The Feast of Christ the King, Year C
9-12 year olds
It seems a little strange that, on the feast of Christ the King, we hear about Jesus dying on the cross. Wouldn't it make sense to proclaim the Resurrection? Why are we focusing on his death?
Notice what the feast is called. Christ the King. "Christ" is the Greek word for "Messiah," the title that both the leaders and one of the criminals taunt Jesus with. It means, "Anointed One."
A person is anointed with holy oil. The oil is slathered on the person. It is a way of showing that the person is chosen by God for a particular mission.
Kings are anointed.
Priests are anointed.
Prophets are anointed.
We are anointed.
We are anointed with the Oil of Chrism, the Christ oil, when we are baptized, and again at Confirmation.
What can this mean?
Could we also be chosen by God for a particular mission?
Here are the words which are said at our Baptism:
As Christ was anointed Priest, Prophet, and King, so may you live always as a member of his body, sharing everlasting life.
If we are going to be members of the Kingdom enjoying everlasting life, don't we need to know what kind of King Jesus is?
Let's look at the Gospel for this feast again.
The good criminal says,
but this man has done nothing wrong.” Then he said, “Jesus, remember me when you come into your kingdom.” Jesus replied, “Truly I tell you, today you will be with me in Paradise.”
Jesus has done nothing wrong, but he allows himself to be put to death.
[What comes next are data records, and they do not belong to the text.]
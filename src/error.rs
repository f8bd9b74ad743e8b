//! Error types for node maintenance runs

use std::time::Duration;

use thiserror::Error;

#[derive(Error, Debug)]
pub enum Error {
    /// Kubernetes API or transport error
    #[error("Kubernetes API error: {0}")]
    Kube(#[from] kube::Error),

    /// Target object does not exist
    #[error("{kind} '{name}' not found")]
    NotFound { kind: &'static str, name: String },

    /// Object was modified concurrently between read and write
    #[error("conflict while updating node '{name}'")]
    Conflict { name: String },

    /// The maintenance job reported a failed pod
    #[error("job '{name}' failed")]
    JobFailed { name: String },

    /// Eviction rejected, typically because a PodDisruptionBudget would be violated
    #[error("eviction of pod '{pod}' blocked by policy: {reason}")]
    EvictionBlocked { pod: String, reason: String },

    /// A bounded wait expired before the awaited state was reached
    #[error("timed out after {after:?} waiting for {what}")]
    TimedOut { what: String, after: Duration },

    /// Dispatch failed and the recovery uncordon also failed; the run stops here
    #[error("maintenance run aborted on node '{node}': job dispatch failed and the node could not be uncordoned")]
    RunAborted { node: String },

    /// Client bootstrap / configuration problem
    #[error("configuration error: {0}")]
    Config(String),
}

pub type Result<T> = std::result::Result<T, Error>;

impl Error {
    /// Map a `kube::Error` from a read or write against a named object,
    /// turning a 404 into [`Error::NotFound`].
    pub(crate) fn or_not_found(kind: &'static str, name: &str, err: kube::Error) -> Self {
        match err {
            kube::Error::Api(ref resp) if resp.code == 404 => Error::NotFound {
                kind,
                name: name.to_string(),
            },
            other => Error::Kube(other),
        }
    }
}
He gives all of himself--in the bread, on the cross. He pours out his whole life--in the wine, on the cross. He empties himself.
And he says, "Do this in memory of me."
Can we do this?
In the midst of that self-emptying on the cross, he shows mercy to the good criminal. He offers the man hope.
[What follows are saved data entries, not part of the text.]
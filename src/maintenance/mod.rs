//! Controlled per-node maintenance: drain, job dispatch, polling waits,
//! uncordon, readiness gating, and completion bookkeeping.

pub mod drain;
pub mod job;
pub mod node;
pub mod orchestrator;

pub use orchestrator::{
    FailurePolicy, NodeOutcome, NodeReport, Orchestrator, OrchestratorConfig, RunReport, Step,
};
Can we show mercy to sinners?
Can we offer hope to those in desperate situations?
Can we empty ourselves out for others?
In our own particular way, in our own special life, we can offer ourselves. We can choose to accept the particular special mission God has given to us in Baptism.
In this way, we announce to the world, that our King is coming.
King of the world!
King of all!
Long live the King!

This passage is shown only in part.